Exercise aim:
Beneath this line are the data; copy exactly the part of them that opens with the line containing "fn set_return_value(frame: &mut" and closes with the line containing "mgr.attach_irq(7, h1).unwrap();", and only that part.

[Stored items]
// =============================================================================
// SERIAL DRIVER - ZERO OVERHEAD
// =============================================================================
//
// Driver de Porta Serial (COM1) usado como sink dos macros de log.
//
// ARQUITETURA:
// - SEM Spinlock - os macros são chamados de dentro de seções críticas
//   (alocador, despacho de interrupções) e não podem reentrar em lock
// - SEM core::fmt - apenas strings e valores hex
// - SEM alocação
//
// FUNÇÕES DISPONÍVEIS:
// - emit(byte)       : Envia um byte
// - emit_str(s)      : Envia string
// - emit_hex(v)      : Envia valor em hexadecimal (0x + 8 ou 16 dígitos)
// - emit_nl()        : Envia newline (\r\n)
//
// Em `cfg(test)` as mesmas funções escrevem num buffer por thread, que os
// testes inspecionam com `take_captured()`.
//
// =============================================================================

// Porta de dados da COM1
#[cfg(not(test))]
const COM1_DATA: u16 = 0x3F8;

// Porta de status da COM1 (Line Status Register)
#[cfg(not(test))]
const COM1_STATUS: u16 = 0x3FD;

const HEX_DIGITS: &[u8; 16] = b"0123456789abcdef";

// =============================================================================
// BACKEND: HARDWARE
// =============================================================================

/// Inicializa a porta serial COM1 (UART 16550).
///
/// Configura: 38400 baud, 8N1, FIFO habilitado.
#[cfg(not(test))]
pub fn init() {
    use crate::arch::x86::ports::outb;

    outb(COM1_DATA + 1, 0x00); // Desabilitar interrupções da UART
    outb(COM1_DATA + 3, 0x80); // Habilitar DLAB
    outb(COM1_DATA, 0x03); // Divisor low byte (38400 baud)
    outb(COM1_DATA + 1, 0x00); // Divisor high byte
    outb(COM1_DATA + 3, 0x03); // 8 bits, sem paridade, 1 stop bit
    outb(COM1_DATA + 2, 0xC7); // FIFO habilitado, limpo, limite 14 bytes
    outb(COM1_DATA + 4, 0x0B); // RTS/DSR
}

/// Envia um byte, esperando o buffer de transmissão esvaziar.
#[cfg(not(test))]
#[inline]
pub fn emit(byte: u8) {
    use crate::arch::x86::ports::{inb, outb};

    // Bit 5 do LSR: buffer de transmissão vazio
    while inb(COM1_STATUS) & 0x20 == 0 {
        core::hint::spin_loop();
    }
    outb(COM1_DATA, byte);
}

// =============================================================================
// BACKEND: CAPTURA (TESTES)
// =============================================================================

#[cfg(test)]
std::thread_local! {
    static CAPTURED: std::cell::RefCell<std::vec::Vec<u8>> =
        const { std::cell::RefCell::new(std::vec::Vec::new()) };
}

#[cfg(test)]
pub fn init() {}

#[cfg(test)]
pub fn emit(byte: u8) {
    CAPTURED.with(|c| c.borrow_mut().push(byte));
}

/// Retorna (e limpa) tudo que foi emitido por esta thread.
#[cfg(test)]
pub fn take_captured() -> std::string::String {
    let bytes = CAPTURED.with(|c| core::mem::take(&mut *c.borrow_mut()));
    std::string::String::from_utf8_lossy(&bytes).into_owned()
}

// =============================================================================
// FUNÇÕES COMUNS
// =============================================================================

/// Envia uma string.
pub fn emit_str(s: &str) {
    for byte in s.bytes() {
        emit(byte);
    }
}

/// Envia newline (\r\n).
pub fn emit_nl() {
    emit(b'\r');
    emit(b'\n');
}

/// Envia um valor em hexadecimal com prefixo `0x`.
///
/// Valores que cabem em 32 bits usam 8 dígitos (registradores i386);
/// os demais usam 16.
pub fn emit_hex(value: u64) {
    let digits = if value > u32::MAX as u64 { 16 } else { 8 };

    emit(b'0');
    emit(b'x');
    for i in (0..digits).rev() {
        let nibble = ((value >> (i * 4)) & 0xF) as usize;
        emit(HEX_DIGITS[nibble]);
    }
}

---

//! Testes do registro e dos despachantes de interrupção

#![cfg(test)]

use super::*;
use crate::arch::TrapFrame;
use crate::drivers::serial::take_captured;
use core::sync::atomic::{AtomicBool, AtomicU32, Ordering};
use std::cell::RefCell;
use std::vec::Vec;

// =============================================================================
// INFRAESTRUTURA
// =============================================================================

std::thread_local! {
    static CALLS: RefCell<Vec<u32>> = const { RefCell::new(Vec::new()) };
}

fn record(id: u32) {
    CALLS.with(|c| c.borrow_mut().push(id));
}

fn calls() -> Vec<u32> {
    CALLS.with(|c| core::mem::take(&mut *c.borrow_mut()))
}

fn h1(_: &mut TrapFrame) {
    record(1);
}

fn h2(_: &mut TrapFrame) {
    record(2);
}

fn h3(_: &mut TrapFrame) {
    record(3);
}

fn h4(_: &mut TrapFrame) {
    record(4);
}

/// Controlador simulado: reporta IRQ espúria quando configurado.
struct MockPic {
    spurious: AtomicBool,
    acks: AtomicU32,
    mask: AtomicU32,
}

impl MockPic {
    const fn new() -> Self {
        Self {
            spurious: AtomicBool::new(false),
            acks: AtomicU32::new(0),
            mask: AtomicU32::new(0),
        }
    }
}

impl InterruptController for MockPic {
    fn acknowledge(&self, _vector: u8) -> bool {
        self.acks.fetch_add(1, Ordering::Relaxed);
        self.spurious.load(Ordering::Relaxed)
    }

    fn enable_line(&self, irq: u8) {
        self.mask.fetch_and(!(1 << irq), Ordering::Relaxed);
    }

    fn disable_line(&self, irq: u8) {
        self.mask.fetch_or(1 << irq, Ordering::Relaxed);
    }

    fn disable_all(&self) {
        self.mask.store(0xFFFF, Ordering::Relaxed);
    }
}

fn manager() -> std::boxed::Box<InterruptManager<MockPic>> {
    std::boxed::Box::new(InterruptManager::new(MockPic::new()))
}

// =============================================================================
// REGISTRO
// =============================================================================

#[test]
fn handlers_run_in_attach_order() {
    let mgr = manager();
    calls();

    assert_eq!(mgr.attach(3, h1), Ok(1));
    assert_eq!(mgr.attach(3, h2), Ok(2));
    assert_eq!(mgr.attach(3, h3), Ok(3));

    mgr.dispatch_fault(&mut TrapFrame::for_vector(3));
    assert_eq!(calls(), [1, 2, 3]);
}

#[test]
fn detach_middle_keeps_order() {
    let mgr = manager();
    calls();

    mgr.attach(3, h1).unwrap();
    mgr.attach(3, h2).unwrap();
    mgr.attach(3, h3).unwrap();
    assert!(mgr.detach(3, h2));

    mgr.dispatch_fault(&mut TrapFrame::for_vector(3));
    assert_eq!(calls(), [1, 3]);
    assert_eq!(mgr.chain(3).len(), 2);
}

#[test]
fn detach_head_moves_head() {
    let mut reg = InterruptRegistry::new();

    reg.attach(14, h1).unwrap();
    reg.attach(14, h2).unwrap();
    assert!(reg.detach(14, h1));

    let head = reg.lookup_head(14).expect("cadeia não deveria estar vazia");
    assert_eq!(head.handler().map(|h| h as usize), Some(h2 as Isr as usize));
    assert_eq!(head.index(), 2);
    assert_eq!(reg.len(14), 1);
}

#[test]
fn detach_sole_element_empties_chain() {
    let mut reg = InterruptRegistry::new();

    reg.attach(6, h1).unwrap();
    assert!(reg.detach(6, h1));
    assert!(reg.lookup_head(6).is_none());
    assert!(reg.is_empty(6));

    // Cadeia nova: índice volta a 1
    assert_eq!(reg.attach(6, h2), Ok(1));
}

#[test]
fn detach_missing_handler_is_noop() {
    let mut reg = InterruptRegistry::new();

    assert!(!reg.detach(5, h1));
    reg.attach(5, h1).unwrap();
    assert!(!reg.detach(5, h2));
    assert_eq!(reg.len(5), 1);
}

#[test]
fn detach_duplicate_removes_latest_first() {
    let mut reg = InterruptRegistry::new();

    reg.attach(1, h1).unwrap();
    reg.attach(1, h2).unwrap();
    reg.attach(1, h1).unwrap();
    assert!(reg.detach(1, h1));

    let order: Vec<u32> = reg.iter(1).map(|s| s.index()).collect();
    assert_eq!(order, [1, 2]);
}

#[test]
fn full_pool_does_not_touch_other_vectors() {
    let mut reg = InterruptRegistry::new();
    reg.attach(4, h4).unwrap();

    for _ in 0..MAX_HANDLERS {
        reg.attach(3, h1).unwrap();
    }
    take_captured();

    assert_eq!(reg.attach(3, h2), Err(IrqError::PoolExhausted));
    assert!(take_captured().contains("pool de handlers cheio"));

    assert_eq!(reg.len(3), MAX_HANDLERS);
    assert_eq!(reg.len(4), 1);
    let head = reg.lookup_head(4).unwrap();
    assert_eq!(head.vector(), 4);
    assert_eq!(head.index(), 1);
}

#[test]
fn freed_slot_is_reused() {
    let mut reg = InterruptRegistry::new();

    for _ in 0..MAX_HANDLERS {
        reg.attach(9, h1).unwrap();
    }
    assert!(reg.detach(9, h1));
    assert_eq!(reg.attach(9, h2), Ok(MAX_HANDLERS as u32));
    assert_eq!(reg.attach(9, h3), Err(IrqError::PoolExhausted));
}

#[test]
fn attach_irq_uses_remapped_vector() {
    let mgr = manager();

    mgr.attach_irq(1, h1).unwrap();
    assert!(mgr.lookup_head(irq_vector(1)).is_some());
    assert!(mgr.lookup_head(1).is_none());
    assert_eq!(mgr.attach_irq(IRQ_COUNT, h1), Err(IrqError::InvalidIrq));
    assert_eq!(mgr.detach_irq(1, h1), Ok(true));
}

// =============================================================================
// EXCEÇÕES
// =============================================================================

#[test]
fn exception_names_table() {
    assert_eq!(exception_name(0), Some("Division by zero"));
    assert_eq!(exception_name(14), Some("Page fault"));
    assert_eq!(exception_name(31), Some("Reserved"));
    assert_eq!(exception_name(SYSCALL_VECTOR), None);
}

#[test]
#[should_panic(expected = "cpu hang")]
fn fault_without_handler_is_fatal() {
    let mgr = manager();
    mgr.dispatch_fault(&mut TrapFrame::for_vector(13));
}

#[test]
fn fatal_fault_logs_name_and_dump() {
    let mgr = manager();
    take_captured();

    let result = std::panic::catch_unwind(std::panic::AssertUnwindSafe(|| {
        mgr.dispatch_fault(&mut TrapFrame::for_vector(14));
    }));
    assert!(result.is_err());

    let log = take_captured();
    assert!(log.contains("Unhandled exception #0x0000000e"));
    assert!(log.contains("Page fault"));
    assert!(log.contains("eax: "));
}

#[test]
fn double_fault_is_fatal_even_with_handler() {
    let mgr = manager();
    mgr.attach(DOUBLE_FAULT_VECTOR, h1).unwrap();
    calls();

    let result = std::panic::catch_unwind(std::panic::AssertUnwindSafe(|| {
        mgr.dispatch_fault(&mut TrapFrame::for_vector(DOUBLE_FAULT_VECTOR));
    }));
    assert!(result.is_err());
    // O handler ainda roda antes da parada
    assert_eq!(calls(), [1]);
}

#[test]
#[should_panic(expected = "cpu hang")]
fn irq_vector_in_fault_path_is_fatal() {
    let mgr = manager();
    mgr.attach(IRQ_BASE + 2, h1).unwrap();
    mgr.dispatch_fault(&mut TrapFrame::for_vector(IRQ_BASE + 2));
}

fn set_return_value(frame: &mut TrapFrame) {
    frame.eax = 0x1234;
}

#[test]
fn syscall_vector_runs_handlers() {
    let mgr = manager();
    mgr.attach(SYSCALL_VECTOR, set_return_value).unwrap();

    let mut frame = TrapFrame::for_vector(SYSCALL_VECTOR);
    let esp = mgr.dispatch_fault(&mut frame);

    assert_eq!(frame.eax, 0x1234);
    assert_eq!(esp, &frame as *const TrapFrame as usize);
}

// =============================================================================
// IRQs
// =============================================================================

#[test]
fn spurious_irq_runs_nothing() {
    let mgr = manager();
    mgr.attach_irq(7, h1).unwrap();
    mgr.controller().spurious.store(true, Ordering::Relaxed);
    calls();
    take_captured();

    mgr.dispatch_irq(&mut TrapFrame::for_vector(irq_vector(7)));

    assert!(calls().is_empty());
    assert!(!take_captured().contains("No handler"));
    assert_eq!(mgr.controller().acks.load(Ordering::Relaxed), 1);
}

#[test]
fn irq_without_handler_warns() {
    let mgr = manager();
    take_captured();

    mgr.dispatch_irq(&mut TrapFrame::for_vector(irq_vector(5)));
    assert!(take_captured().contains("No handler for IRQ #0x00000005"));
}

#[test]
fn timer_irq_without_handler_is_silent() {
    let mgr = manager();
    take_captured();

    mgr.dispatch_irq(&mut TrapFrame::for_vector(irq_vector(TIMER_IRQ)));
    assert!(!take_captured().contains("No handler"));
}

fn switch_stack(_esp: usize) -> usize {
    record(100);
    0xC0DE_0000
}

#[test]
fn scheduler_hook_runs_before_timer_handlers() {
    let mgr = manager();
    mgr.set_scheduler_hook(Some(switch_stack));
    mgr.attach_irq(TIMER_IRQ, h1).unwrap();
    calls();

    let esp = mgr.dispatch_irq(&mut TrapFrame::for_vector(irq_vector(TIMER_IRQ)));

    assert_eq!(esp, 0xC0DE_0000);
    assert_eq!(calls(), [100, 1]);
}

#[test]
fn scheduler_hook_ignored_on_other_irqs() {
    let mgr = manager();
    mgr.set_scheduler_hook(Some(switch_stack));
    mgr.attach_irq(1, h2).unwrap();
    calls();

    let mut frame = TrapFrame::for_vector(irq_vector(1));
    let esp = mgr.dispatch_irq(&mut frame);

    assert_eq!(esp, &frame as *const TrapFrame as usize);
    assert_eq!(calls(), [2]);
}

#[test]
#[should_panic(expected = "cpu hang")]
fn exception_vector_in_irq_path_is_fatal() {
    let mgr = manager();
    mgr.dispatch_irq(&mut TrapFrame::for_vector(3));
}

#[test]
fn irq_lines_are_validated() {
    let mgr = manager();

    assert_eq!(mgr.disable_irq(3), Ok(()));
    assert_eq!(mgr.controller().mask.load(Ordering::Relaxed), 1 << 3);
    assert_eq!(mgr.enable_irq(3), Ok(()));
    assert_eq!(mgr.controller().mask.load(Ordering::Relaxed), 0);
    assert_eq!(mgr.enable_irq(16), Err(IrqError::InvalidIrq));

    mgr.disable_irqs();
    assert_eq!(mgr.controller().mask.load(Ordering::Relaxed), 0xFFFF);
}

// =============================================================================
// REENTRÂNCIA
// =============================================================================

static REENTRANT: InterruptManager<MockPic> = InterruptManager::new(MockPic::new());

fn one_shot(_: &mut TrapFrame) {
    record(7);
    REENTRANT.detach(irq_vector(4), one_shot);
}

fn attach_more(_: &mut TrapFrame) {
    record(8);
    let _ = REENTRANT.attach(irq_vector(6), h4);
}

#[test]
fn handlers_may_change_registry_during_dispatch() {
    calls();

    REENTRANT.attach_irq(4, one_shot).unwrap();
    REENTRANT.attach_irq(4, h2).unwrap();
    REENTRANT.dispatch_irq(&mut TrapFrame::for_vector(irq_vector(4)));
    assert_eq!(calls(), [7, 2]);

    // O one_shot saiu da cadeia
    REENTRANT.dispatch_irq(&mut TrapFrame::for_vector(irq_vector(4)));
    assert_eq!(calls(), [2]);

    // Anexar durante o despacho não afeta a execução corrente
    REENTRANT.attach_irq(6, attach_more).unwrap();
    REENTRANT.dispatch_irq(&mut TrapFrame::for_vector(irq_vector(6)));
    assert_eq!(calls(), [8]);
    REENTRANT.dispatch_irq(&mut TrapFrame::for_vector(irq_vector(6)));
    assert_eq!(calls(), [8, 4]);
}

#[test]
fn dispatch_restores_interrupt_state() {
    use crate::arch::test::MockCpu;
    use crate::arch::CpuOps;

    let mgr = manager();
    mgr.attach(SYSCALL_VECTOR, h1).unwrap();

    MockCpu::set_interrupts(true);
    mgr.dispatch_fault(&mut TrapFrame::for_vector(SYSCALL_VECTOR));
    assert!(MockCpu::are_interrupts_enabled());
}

...

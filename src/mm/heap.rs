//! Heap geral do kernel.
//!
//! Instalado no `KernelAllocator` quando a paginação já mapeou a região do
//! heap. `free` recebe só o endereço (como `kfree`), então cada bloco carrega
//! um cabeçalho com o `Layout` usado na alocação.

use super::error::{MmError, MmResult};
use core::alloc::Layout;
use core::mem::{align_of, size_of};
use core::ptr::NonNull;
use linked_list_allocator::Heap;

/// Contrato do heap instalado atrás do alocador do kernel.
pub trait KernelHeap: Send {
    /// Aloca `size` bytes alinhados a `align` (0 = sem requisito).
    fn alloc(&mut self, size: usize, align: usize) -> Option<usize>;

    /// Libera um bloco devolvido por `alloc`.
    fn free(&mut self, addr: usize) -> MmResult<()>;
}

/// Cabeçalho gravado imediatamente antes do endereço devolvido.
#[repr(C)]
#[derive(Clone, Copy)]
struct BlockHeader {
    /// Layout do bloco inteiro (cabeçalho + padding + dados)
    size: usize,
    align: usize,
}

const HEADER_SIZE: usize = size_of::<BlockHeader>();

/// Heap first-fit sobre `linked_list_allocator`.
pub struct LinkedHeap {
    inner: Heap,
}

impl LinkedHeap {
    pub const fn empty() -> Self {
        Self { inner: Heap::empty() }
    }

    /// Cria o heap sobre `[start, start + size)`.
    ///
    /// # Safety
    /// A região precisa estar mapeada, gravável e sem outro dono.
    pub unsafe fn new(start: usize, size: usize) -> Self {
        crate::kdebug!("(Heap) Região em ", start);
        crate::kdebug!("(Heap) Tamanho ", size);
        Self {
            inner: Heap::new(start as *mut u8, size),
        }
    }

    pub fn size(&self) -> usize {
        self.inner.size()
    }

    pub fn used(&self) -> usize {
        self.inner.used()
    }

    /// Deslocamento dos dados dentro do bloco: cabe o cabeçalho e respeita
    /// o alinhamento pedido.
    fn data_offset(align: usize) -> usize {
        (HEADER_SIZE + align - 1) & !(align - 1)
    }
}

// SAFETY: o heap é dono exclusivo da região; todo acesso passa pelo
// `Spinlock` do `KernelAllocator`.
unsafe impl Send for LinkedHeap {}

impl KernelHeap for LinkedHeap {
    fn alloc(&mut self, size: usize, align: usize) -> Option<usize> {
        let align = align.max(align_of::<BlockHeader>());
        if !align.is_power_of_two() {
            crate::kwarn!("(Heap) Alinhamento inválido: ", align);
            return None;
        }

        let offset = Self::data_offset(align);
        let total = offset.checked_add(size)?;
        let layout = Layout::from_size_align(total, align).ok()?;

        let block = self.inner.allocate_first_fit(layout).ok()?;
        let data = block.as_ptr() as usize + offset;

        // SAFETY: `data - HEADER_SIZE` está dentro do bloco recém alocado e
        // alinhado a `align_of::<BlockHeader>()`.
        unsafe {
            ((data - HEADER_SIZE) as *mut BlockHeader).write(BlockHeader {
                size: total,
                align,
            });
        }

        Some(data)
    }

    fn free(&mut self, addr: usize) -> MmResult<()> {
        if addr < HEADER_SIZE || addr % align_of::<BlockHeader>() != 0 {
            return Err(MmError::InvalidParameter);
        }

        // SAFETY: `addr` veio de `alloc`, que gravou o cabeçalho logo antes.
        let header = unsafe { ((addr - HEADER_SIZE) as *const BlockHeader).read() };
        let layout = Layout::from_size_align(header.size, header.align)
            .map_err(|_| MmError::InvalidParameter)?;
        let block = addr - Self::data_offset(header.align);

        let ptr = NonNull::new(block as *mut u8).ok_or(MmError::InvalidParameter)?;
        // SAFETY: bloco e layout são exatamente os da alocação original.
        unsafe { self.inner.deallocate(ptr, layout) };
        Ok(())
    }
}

Written solution:
fn set_return_value(frame: &mut TrapFrame) {
    frame.eax = 0x1234;
}

#[test]
fn syscall_vector_runs_handlers() {
    let mgr = manager();
    mgr.attach(SYSCALL_VECTOR, set_return_value).unwrap();

    let mut frame = TrapFrame::for_vector(SYSCALL_VECTOR);
    let esp = mgr.dispatch_fault(&mut frame);

    assert_eq!(frame.eax, 0x1234);
    assert_eq!(esp, &frame as *const TrapFrame as usize);
}

// =============================================================================
// IRQs
// =============================================================================

#[test]
fn spurious_irq_runs_nothing() {
    let mgr = manager();
    mgr.attach_irq(7, h1).unwrap();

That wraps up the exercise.